_What the exercise asks_.
Count up the lines below that include the string "StoreNode" and report the number by itself.

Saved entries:
BEGIN

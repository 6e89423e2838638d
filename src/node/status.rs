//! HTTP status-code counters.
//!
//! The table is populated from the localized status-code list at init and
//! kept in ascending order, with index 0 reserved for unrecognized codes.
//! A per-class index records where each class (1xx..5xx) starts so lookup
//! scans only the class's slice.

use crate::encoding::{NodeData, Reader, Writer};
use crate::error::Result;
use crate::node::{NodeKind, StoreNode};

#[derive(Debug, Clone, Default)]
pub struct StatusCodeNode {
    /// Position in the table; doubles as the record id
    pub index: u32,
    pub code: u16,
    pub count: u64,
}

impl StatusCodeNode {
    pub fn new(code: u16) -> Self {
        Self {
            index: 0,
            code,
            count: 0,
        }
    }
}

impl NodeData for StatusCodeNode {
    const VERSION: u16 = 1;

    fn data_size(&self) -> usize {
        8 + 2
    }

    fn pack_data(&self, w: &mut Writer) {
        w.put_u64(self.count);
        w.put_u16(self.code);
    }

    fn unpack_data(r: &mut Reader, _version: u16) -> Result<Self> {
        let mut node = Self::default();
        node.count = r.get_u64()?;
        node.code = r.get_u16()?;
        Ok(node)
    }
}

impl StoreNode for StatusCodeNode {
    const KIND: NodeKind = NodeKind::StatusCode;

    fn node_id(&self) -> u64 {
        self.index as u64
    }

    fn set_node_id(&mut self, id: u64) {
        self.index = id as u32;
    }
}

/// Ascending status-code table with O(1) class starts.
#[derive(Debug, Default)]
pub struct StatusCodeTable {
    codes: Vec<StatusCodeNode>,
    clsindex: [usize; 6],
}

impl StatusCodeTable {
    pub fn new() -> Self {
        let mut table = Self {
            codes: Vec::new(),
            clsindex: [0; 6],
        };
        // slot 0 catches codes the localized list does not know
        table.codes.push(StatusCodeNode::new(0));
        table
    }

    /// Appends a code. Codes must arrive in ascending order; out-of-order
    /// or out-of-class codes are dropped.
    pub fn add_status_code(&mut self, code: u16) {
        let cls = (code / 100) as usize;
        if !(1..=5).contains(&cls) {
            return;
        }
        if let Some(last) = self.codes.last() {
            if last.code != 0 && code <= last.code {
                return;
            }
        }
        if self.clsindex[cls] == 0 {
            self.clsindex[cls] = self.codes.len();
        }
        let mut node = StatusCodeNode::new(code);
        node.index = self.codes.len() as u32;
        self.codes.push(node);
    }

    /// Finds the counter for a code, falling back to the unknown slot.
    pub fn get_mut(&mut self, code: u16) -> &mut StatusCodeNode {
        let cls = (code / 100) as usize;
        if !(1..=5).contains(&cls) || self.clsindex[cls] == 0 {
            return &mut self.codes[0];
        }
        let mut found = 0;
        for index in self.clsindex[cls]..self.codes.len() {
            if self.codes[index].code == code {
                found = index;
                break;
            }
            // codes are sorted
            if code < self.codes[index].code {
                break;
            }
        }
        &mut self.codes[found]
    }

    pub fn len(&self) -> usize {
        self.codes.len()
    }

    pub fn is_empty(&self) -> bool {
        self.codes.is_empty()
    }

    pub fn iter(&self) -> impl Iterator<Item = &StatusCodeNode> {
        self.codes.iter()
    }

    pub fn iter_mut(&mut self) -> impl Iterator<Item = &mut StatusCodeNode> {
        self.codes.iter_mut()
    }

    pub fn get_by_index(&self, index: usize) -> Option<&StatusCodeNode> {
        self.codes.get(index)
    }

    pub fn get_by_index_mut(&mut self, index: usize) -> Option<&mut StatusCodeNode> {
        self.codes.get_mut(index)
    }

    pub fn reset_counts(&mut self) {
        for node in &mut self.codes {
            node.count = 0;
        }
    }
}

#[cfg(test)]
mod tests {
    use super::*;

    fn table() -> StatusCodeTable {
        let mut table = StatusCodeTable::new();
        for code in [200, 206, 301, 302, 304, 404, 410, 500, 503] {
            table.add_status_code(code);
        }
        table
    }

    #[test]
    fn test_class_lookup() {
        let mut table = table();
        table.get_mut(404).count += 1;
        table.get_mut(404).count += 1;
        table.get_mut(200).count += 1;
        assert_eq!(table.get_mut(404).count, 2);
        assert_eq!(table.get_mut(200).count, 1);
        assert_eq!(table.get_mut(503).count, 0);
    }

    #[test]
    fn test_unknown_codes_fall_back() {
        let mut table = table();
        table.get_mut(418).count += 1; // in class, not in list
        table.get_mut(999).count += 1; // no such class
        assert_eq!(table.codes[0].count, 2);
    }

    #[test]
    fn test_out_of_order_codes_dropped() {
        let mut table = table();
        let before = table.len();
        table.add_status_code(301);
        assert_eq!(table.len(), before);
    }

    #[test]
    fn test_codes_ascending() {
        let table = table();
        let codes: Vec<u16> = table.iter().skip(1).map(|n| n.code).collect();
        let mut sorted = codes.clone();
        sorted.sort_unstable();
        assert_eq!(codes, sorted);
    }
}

END

_Task output_.
2